Published: 22nd Jun 2016
The Conservative Scottish parliamentary candidate for the Shetland Islands has criticised the current state of broadband provision in the area.
He raised the issue in response to a recent Go ON UK survey that found 14.4 per cent of islanders do not even have a bandwidth of two mbps, which is the government’s definition of “basic broadband”.
What’s more, the research revealed that 20 per cent of adults in the Shetland Islands have never been online, representing one of the highest rates of digital exclusion in the UK. This is a serious issue, as it can limit an individual’s ability to engage with the wider world in a variety of ways, such as accessing services and looking for work.
Cameron Smith told Shetland News: “Much more needs to be done to deliver true broadband to communities across Shetland.”
“Scottish Conservatives share this disappointment, and that [is] why we have committed to doubling funding under a new rural broadband scheme that would deliver solutions for all communities, and not only the easily-connected 95 per cent of Scotland.”
Shetland Broadband and Shetland Telecom have recently criticised BT’s plans to roll out fibre internet access. This is because the project will not involve fibre connections from cabinets to properties, meaning that many homes and businesses will not be able to achieve the speeds classed as “superfast”.

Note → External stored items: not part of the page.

//! Order repository (read side).
//!
//! Orders are created and their status changed only inside inventory
//! transactions, see [`super::inventory`].

use std::collections::HashMap;

use chrono::{DateTime, Utc};
use rust_decimal::Decimal;
use sqlx::{PgPool, Postgres, QueryBuilder};

use cornershop_core::pagination::{Page, PageParams};
use cornershop_core::{OrderId, OrderStatus, ProductId, UserId};

use super::RepositoryError;
use crate::models::{AdminOrder, Order, OrderCustomer, OrderLine, OrderWithLines};

/// Columns selected for an [`Order`] from `orders o`.
pub(super) const ORDER_COLUMNS: &str =
    "o.id, o.user_id, o.subtotal, o.tax, o.shipping, o.total, o.status, o.created_at, o.updated_at";

#[derive(sqlx::FromRow)]
pub(super) struct OrderRow {
    id: OrderId,
    user_id: UserId,
    subtotal: Decimal,
    tax: Decimal,
    shipping: Decimal,
    total: Decimal,
    status: OrderStatus,
    created_at: DateTime<Utc>,
    updated_at: DateTime<Utc>,
}

impl From<OrderRow> for Order {
    fn from(row: OrderRow) -> Self {
        Self {
            id: row.id,
            user_id: row.user_id,
            subtotal: row.subtotal,
            tax: row.tax,
            shipping: row.shipping,
            total: row.total,
            status: row.status,
            created_at: row.created_at,
            updated_at: row.updated_at,
        }
    }
}

#[derive(sqlx::FromRow)]
struct AdminOrderRow {
    #[sqlx(flatten)]
    order: OrderRow,
    customer_name: String,
    customer_email: String,
}

#[derive(sqlx::FromRow)]
struct OrderLineRow {
    order_id: OrderId,
    product_id: ProductId,
    name: String,
    quantity: i32,
    price: Decimal,
}

/// Admin order listing filters.
#[derive(Debug, Clone, Copy, Default, PartialEq, Eq)]
pub struct OrderFilter {
    pub status: Option<OrderStatus>,
    pub user_id: Option<UserId>,
}

impl OrderFilter {
    fn push_where(&self, qb: &mut QueryBuilder<'_, Postgres>) {
        qb.push(" WHERE TRUE");
        if let Some(status) = self.status {
            qb.push(" AND o.status = ").push_bind(status);
        }
        if let Some(user_id) = self.user_id {
            qb.push(" AND o.user_id = ").push_bind(user_id);
        }
    }
}

/// Repository for reading orders.
pub struct OrderRepository<'a> {
    pool: &'a PgPool,
}

impl<'a> OrderRepository<'a> {
    #[must_use]
    pub const fn new(pool: &'a PgPool) -> Self {
        Self { pool }
    }

    /// One page of a customer's orders, newest first.
    ///
    /// # Errors
    ///
    /// Returns `RepositoryError::Database` if a query fails.
    pub async fn list_for_user(
        &self,
        user_id: UserId,
        params: PageParams,
    ) -> Result<Page<OrderWithLines>, RepositoryError> {
        let filter = OrderFilter {
            user_id: Some(user_id),
            ..OrderFilter::default()
        };
        let page = self.list(filter, params).await?;
        Ok(page.map(|admin_order| admin_order.order))
    }

    /// One page of orders matching `filter`, newest first, with customers.
    ///
    /// # Errors
    ///
    /// Returns `RepositoryError::Database` if a query fails.
    pub async fn list(
        &self,
        filter: OrderFilter,
        params: PageParams,
    ) -> Result<Page<AdminOrder>, RepositoryError> {
        let mut count = QueryBuilder::<Postgres>::new("SELECT COUNT(*) FROM orders o");
        filter.push_where(&mut count);
        let total: i64 = count.build_query_scalar().fetch_one(self.pool).await?;

        let mut select = QueryBuilder::<Postgres>::new(format!(
            "SELECT {ORDER_COLUMNS}, u.name AS customer_name, u.email AS customer_email \
             FROM orders o JOIN users u ON u.id = o.user_id"
        ));
        filter.push_where(&mut select);
        select
            .push(" ORDER BY o.created_at DESC, o.id DESC LIMIT ")
            .push_bind(params.limit())
            .push(" OFFSET ")
            .push_bind(params.offset());

        let rows: Vec<AdminOrderRow> = select.build_query_as().fetch_all(self.pool).await?;
        let orders = self.attach_lines(rows).await?;

        Ok(Page::new(
            orders,
            params,
            u64::try_from(total).unwrap_or_default(),
        ))
    }

    /// Get an order with its lines and customer.
    ///
    /// # Errors
    ///
    /// Returns `RepositoryError::Database` if a query fails.
    pub async fn get(&self, id: OrderId) -> Result<Option<AdminOrder>, RepositoryError> {
        let row: Option<AdminOrderRow> = sqlx::query_as(&format!(
            "SELECT {ORDER_COLUMNS}, u.name AS customer_name, u.email AS customer_email \
             FROM orders o JOIN users u ON u.id = o.user_id WHERE o.id = $1"
        ))
        .bind(id)
        .fetch_optional(self.pool)
        .await?;

        let Some(row) = row else {
            return Ok(None);
        };
        Ok(self.attach_lines(vec![row]).await?.into_iter().next())
    }

    /// Line items for `order_id`, ordered by product.
    ///
    /// # Errors
    ///
    /// Returns `RepositoryError::Database` if the query fails.
    pub async fn lines(&self, order_id: OrderId) -> Result<Vec<OrderLine>, RepositoryError> {
        let mut by_order = self.lines_for(&[order_id]).await?;
        Ok(by_order.remove(&order_id).unwrap_or_default())
    }

    async fn lines_for(
        &self,
        order_ids: &[OrderId],
    ) -> Result<HashMap<OrderId, Vec<OrderLine>>, RepositoryError> {
        let ids: Vec<i64> = order_ids.iter().map(OrderId::as_i64).collect();
        let rows: Vec<OrderLineRow> = sqlx::query_as(
            r"
            SELECT op.order_id, op.product_id, p.name, op.quantity, op.price
            FROM order_product op
            JOIN products p ON p.id = op.product_id
            WHERE op.order_id = ANY($1)
            ORDER BY op.order_id, op.product_id
            ",
        )
        .bind(ids)
        .fetch_all(self.pool)
        .await?;

        let mut by_order: HashMap<OrderId, Vec<OrderLine>> = HashMap::new();
        for row in rows {
            by_order.entry(row.order_id).or_default().push(OrderLine {
                product_id: row.product_id,
                name: row.name,
                quantity: row.quantity,
                unit_price: row.price,
            });
        }
        Ok(by_order)
    }

    async fn attach_lines(
        &self,
        rows: Vec<AdminOrderRow>,
    ) -> Result<Vec<AdminOrder>, RepositoryError> {
        let ids: Vec<OrderId> = rows.iter().map(|r| r.order.id).collect();
        let mut lines = self.lines_for(&ids).await?;

        Ok(rows
            .into_iter()
            .map(|row| {
                let order = Order::from(row.order);
                AdminOrder {
                    customer: OrderCustomer {
                        id: order.user_id,
                        name: row.customer_name,
                        email: row.customer_email,
                    },
                    order: OrderWithLines {
                        items: lines.remove(&order.id).unwrap_or_default(),
                        order,
                    },
                }
            })
            .collect())
    }
}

This disparity led to Ian Brown of Shetland Broadband suggesting that it was “totally legal, but morally wrong, to be describing this project as ‘fibre’.”
BT aims to connect 76 per cent of Shetland Islands properties by the end of 2016 as part of its UK-wide scheme to provide 95 per cent coverage of superfast broadband by 2017, which is backed by the Scottish government.
Scotland has the lowest level of access to superfast broadband in the UK, and the situation is particularly bad in the most isolated areas of the Highlands and islands.